After his loss in the primary, Young, along with members of his mayoral campaign team, decided to continue with his campaign’s advocacy plans. Soon afterwards, they formed The Network as a nonprofit and announced its plans to use grassroots door-to-door canvassing to organize individuals and their communities around issues concerning public policy, economic opportunity, electoral politics, leadership development and non-violence.
“I was one of the co-coordinators in Eugene Young’s campaign. So, it was just a natural fit, post-campaign, that I transition into a role [of] vice president, as part of Network Delaware,” Foster said.
She explains that her professional background at work doesn’t necessarily define her role with the nonprofit. “We’re in our infancy stages so, we’re beginning to really define a role.” Not only that, she emphasizes, right now, because the organization is in its formative stages, it, too, is still developing its use of technology.
But does she see a role for technology when the main idea is to use grassroots advocacy and door-to-door canvassing?
Foster explains, “Technology is in everybody’s life, in every business. [Whether it’s] a startup company or a company that’s been in business 200+ years. It’s about the ability to exchange in data, collaborating and making an impact on a more rapid pace than before.”
Due to their budget, the nonprofit takes every advantage of “freeware,” including Twitter, Facebook, Google and Slack to connect, share ideas and information, and, especially, to get the word out about actions or events as quickly as possible. Foster says these technologies are critical to the group’s abilities to plan and adapt to changing political policy. As an example, she stated they quickly organized their protest of President Trump’s Jan. 20 executive order using the group messaging capabilities of Slack. (Other teams, like the product and technology team at Comcast, have recently used Slack for the same purpose.)
Foster advises Network Delaware will continue to use these and other available technologies to gather data while performing community outreach. Once the data is collected, they will analyze it to “figure out how to actually use that data to impact change [and] stay connected with those constituents that we met out while we were out knocking doors.”

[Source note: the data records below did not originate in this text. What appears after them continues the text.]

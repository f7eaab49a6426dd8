//! Configuration knob schemas.
//!
//! A schema declares enums, packed structs, and knobs (named, typed,
//! persisted configuration values). This crate holds the resolved object
//! graph that the header generators consume, plus the providers around it.
//!
//! ## Modules
//!
//! - [`types`]: value formats, bounds, and values
//! - [`schema`]: the resolved schema graph and sub-knob expansion
//! - [`value`]: reading values from text and TOML
//! - [`loader`]: `.toml` / `.json` schema files
//! - [`overrides`]: profile override sources and the override merge

pub mod error;
pub mod loader;
pub mod overrides;
pub mod schema;
pub mod types;
pub mod value;

// Re-export key types for convenience
pub use error::SchemaError;
pub use loader::SchemaFile;
pub use overrides::{merge_overrides, KnobOverride, OverrideSource, ProfileOverrides};
pub use schema::{is_c_identifier, EnumDef, EnumValue, Knob, Schema, StructDef, StructMember, SubKnob};
pub use types::{Bounds, FloatKind, IntKind, Scalar, Value, ValueFormat};
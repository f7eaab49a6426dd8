//! Value formats and values.
//!
//! A [`ValueFormat`] names the storage type of a knob, struct member, or
//! sub-knob. Builtin formats map one-to-one onto fixed-width C types; enum
//! and struct formats refer to schema definitions by name.

use std::fmt;

/// Fixed-width integer formats.
#[derive(Debug, Clone, Copy, PartialEq, Eq, Hash)]
pub enum IntKind {
    I8,
    I16,
    I32,
    I64,
    U8,
    U16,
    U32,
    U64,
}

impl IntKind {
    /// All integer kinds, narrowest signed first.
    pub const ALL: [IntKind; 8] = [
        IntKind::I8,
        IntKind::I16,
        IntKind::I32,
        IntKind::I64,
        IntKind::U8,
        IntKind::U16,
        IntKind::U32,
        IntKind::U64,
    ];

    /// Canonical C type name (`<stdint.h>` spelling).
    pub fn c_type(&self) -> &'static str {
        match self {
            IntKind::I8 => "int8_t",
            IntKind::I16 => "int16_t",
            IntKind::I32 => "int32_t",
            IntKind::I64 => "int64_t",
            IntKind::U8 => "uint8_t",
            IntKind::U16 => "uint16_t",
            IntKind::U32 => "uint32_t",
            IntKind::U64 => "uint64_t",
        }
    }

    /// Storage size in bytes.
    pub fn size_bytes(&self) -> u64 {
        match self {
            IntKind::I8 | IntKind::U8 => 1,
            IntKind::I16 | IntKind::U16 => 2,
            IntKind::I32 | IntKind::U32 => 4,
            IntKind::I64 | IntKind::U64 => 8,
        }
    }

    pub fn is_signed(&self) -> bool {
        matches!(self, IntKind::I8 | IntKind::I16 | IntKind::I32 | IntKind::I64)
    }

    /// Smallest representable value.
    pub fn min(&self) -> i128 {
        if self.is_signed() {
            -(1i128 << (self.size_bytes() * 8 - 1))
        } else {
            0
        }
    }

    /// Largest representable value.
    pub fn max(&self) -> i128 {
        if self.is_signed() {
            (1i128 << (self.size_bytes() * 8 - 1)) - 1
        } else {
            (1i128 << (self.size_bytes() * 8)) - 1
        }
    }

    fn from_c_type(name: &str) -> Option<Self> {
        Self::ALL.into_iter().find(|k| k.c_type() == name)
    }
}

/// IEEE 754 floating-point formats.
#[derive(Debug, Clone, Copy, PartialEq, Eq, Hash)]
pub enum FloatKind {
    F32,
    F64,
}

impl FloatKind {
    pub fn c_type(&self) -> &'static str {
        match self {
            FloatKind::F32 => "float",
            FloatKind::F64 => "double",
        }
    }

    pub fn size_bytes(&self) -> u64 {
        match self {
            FloatKind::F32 => 4,
            FloatKind::F64 => 8,
        }
    }

    pub fn max(&self) -> f64 {
        match self {
            FloatKind::F32 => f32::MAX as f64,
            FloatKind::F64 => f64::MAX,
        }
    }
}

/// The storage format of a knob, member, or sub-knob.
#[derive(Debug, Clone, PartialEq, Eq, Hash)]
pub enum ValueFormat {
    Int(IntKind),
    Float(FloatKind),
    Bool,
    /// Reference to a schema enum by name.
    Enum(String),
    /// Reference to a schema struct by name.
    Struct(String),
}

impl ValueFormat {
    /// Resolve a builtin format name (`uint8_t`, `bool`, `double`, ...).
    pub fn builtin(name: &str) -> Option<Self> {
        match name {
            "bool" => Some(ValueFormat::Bool),
            "float" => Some(ValueFormat::Float(FloatKind::F32)),
            "double" => Some(ValueFormat::Float(FloatKind::F64)),
            other => IntKind::from_c_type(other).map(ValueFormat::Int),
        }
    }

    /// Canonical (generic dialect) C type name.
    pub fn canonical_type(&self) -> &str {
        match self {
            ValueFormat::Int(kind) => kind.c_type(),
            ValueFormat::Float(kind) => kind.c_type(),
            ValueFormat::Bool => "bool",
            ValueFormat::Enum(name) | ValueFormat::Struct(name) => name,
        }
    }

    /// The format's natural inclusive range. `None` for formats without an
    /// ordering (booleans, enums, structs).
    pub fn natural_bounds(&self) -> Option<Bounds> {
        match self {
            ValueFormat::Int(kind) => Some(Bounds {
                min: Scalar::Int(kind.min()),
                max: Scalar::Int(kind.max()),
            }),
            ValueFormat::Float(kind) => Some(Bounds {
                min: Scalar::Float(-kind.max()),
                max: Scalar::Float(kind.max()),
            }),
            ValueFormat::Bool | ValueFormat::Enum(_) | ValueFormat::Struct(_) => None,
        }
    }

    pub fn is_enum(&self) -> bool {
        matches!(self, ValueFormat::Enum(_))
    }
}

impl fmt::Display for ValueFormat {
    fn fmt(&self, f: &mut fmt::Formatter<'_>) -> fmt::Result {
        write!(f, "{}", self.canonical_type())
    }
}

/// A numeric bound value.
#[derive(Debug, Clone, Copy, PartialEq)]
pub enum Scalar {
    Int(i128),
    Float(f64),
}

impl Scalar {
    fn as_f64(&self) -> f64 {
        match self {
            Scalar::Int(v) => *v as f64,
            Scalar::Float(v) => *v,
        }
    }

    /// Numeric `<=` across integer and float scalars.
    pub fn at_most(&self, other: &Scalar) -> bool {
        match (self, other) {
            (Scalar::Int(a), Scalar::Int(b)) => a <= b,
            (a, b) => a.as_f64() <= b.as_f64(),
        }
    }
}

impl fmt::Display for Scalar {
    fn fmt(&self, f: &mut fmt::Formatter<'_>) -> fmt::Result {
        match self {
            Scalar::Int(v) => write!(f, "{v}"),
            Scalar::Float(v) => write!(f, "{v:?}"),
        }
    }
}

/// An inclusive `[min, max]` range.
#[derive(Debug, Clone, Copy, PartialEq)]
pub struct Bounds {
    pub min: Scalar,
    pub max: Scalar,
}

impl Bounds {
    pub fn contains(&self, value: &Scalar) -> bool {
        self.min.at_most(value) && value.at_most(&self.max)
    }
}

/// A concrete knob or member value.
#[derive(Debug, Clone, PartialEq)]
pub enum Value {
    Int(i128),
    Float(f64),
    Bool(bool),
    /// Enum member, by member name.
    Enum(String),
    /// Struct members in declaration order.
    Struct(Vec<Value>),
    /// Elements of a repeated struct member.
    Array(Vec<Value>),
}

impl Value {
    /// The numeric view of a scalar value.
    pub fn as_scalar(&self) -> Option<Scalar> {
        match self {
            Value::Int(v) => Some(Scalar::Int(*v)),
            Value::Float(v) => Some(Scalar::Float(*v)),
            _ => None,
        }
    }
}

/// Renders the value in the text form accepted by
/// [`Schema::parse_value`](crate::Schema::parse_value).
impl fmt::Display for Value {
    fn fmt(&self, f: &mut fmt::Formatter<'_>) -> fmt::Result {
        match self {
            Value::Int(v) => write!(f, "{v}"),
            Value::Float(v) => write!(f, "{v:?}"),
            Value::Bool(v) => write!(f, "{v}"),
            Value::Enum(member) => write!(f, "{member}"),
            Value::Struct(items) | Value::Array(items) => {
                write!(f, "{{")?;
                for (i, item) in items.iter().enumerate() {
                    if i > 0 {
                        write!(f, ",")?;
                    }
                    write!(f, "{item}")?;
                }
                write!(f, "}}")
            }
        }
    }
}

#[cfg(test)]
mod tests {
    use super::*;

    #[test]
    fn integer_ranges() {
        assert_eq!(IntKind::U8.max(), 255);
        assert_eq!(IntKind::I8.min(), -128);
        assert_eq!(IntKind::I8.max(), 127);
        assert_eq!(IntKind::U64.max(), u64::MAX as i128);
        assert_eq!(IntKind::I64.min(), i64::MIN as i128);
        assert_eq!(IntKind::U16.min(), 0);
    }

    #[test]
    fn builtin_names() {
        assert_eq!(
            ValueFormat::builtin("uint16_t"),
            Some(ValueFormat::Int(IntKind::U16))
        );
        assert_eq!(ValueFormat::builtin("bool"), Some(ValueFormat::Bool));
        assert_eq!(
            ValueFormat::builtin("double"),
            Some(ValueFormat::Float(FloatKind::F64))
        );
        assert_eq!(ValueFormat::builtin("FanMode"), None);
    }

    #[test]
    fn bounds_are_inclusive() {
        let b = Bounds {
            min: Scalar::Int(0),
            max: Scalar::Int(300),
        };
        assert!(b.contains(&Scalar::Int(0)));
        assert!(b.contains(&Scalar::Int(300)));
        assert!(!b.contains(&Scalar::Int(301)));
        assert!(!b.contains(&Scalar::Int(-1)));
    }

    #[test]
    fn display_brace_lists() {
        let v = Value::Struct(vec![
            Value::Int(1),
            Value::Array(vec![Value::Bool(true), Value::Bool(false)]),
            Value::Enum("Quiet".into()),
        ]);
        assert_eq!(v.to_string(), "{1,{true,false},Quiet}");
    }
}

The next day, at the kickoff, Young concurs. To bring about the political, social and economic changes The Network plans to make, Young says, they’ll have to make use of technology – whether it’s to execute their goals or help constituents reach theirs. “A major part of organizing is being able to collect data and provide solutions,” Young says.
And a major part of Network Delaware’s goal may rely on building a system for collecting, analyzing and using data to create transformative pathways for individuals and communities. When the time comes, Foster offers, they’ll reach out to tech groups interested in helping Network Delaware procure technologies to create the systems and processes they’ll need to grow. They’ll need the help. The organization has intentions of growing into a statewide presence and states that they wish “to be a model that can be replicated nationally and globally.” It’s a goal that has been achieved by big business with the help of IT business process managers, like Foster.
Foster doesn’t consider herself Network Delaware’s technologist, but her experience as an IT business process manager contours her perspective on the group’s adoption of technology.
“I haven’t been focusing in an IT capacity in the organization .… but once we get to a space, and we begin to map out what our needs and requirements are, from an IT or technology perspective, my expectation would be that I would be engaged in that process,” she said.